PROBLEM DESCRIPTION:
Report every line below that holds the word "main".

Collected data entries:
▼

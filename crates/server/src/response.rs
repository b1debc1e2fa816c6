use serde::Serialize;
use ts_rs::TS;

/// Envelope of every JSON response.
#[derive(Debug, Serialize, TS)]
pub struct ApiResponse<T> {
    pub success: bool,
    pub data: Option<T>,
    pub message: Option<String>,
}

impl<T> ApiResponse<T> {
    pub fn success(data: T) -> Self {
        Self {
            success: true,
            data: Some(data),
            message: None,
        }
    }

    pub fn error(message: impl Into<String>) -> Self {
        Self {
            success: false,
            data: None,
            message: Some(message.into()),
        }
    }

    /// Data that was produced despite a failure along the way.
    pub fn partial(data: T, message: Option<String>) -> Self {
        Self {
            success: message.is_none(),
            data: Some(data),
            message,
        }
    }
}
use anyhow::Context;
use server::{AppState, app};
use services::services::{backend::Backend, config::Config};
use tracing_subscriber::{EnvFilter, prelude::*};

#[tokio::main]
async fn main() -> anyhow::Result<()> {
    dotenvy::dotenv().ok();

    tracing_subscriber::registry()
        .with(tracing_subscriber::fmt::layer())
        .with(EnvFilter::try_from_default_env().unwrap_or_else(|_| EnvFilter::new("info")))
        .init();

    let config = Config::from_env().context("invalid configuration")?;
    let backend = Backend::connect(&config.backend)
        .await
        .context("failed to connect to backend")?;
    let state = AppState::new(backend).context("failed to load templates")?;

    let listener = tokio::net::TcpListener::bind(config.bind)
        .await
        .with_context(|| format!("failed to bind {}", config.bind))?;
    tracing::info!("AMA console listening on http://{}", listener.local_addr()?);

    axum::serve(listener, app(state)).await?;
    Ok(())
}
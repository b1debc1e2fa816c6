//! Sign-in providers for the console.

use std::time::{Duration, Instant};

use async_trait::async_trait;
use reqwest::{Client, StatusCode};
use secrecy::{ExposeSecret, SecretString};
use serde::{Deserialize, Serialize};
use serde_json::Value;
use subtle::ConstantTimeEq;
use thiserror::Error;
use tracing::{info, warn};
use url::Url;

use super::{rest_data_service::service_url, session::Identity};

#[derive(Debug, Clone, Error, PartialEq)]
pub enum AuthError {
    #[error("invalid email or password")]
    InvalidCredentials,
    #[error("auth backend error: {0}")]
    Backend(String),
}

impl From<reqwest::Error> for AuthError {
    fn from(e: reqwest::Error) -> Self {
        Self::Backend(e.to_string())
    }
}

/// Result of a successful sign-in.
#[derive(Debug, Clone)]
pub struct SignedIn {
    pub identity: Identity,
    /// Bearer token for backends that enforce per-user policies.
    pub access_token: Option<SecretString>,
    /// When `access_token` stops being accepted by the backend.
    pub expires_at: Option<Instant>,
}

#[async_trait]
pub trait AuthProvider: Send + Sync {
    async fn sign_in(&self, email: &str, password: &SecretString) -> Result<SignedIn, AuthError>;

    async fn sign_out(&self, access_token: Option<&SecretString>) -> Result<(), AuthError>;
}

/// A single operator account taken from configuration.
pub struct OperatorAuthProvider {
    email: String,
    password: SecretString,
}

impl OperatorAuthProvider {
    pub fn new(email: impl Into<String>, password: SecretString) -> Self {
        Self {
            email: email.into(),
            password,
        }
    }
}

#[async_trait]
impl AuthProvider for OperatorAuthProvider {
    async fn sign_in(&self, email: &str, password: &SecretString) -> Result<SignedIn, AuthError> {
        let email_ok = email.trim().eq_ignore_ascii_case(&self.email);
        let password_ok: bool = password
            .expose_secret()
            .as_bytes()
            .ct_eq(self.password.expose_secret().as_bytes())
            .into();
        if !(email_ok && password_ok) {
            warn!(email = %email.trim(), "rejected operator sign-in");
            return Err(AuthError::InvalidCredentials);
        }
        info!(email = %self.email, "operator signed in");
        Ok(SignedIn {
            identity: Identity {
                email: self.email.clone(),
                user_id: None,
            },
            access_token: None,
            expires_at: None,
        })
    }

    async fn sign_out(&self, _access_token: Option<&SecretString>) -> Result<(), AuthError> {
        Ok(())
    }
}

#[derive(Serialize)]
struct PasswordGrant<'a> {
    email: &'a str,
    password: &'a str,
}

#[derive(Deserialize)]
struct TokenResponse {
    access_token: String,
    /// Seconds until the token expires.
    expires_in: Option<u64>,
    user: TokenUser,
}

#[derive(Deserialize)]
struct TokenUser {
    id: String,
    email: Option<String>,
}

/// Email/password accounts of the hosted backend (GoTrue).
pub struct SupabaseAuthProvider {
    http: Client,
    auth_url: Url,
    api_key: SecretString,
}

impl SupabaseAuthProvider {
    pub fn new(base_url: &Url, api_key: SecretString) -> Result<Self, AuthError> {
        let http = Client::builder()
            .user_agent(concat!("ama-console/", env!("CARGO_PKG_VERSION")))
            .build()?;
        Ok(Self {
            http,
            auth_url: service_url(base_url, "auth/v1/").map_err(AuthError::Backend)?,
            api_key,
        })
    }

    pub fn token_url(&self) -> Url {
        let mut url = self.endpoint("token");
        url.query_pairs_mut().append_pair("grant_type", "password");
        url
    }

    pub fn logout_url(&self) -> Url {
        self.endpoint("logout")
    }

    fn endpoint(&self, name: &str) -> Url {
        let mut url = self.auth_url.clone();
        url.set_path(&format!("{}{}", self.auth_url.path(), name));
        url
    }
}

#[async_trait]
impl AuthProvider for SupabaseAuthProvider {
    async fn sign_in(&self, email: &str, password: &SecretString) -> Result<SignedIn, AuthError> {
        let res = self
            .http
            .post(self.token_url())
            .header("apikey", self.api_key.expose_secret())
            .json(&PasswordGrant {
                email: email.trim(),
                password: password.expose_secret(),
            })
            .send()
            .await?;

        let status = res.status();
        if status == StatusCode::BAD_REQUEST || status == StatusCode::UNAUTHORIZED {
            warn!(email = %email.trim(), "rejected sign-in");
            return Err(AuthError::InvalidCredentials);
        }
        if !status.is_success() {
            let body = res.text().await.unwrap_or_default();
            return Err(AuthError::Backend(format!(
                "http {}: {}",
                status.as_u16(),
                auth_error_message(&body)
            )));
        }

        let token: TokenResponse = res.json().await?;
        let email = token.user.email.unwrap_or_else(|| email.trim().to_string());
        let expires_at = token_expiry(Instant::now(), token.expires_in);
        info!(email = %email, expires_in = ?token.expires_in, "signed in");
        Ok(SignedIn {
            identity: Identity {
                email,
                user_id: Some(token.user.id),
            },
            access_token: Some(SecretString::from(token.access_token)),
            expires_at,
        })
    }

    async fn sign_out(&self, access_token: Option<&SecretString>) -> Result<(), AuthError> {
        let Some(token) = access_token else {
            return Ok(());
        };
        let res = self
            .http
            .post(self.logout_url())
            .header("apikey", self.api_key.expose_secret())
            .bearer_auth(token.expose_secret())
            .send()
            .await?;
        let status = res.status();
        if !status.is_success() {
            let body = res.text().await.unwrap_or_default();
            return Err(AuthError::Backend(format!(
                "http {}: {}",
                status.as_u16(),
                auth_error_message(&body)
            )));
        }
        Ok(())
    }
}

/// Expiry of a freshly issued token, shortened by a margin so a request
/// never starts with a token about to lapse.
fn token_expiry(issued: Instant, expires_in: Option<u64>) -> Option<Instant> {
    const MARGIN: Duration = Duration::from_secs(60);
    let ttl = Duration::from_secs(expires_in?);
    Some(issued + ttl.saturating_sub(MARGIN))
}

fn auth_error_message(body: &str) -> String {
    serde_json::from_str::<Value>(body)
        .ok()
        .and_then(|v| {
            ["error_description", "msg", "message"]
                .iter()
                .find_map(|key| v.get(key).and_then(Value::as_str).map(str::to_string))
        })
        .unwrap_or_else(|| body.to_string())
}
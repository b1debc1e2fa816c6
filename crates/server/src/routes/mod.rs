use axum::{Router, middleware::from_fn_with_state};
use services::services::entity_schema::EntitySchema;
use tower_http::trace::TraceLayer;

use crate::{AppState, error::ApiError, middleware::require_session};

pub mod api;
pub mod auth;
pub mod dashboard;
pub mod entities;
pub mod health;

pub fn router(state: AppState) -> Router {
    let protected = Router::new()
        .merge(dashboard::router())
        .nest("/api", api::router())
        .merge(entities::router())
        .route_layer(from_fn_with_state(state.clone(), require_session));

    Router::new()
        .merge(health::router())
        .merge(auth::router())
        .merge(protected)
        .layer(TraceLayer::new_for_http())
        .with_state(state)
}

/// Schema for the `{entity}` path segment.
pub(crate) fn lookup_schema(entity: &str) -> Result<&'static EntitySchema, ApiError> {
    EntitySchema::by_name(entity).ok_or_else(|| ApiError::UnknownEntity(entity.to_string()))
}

▲

TASK OUTPUT:
#[tokio::main]
async fn main() -> anyhow::Result<()> {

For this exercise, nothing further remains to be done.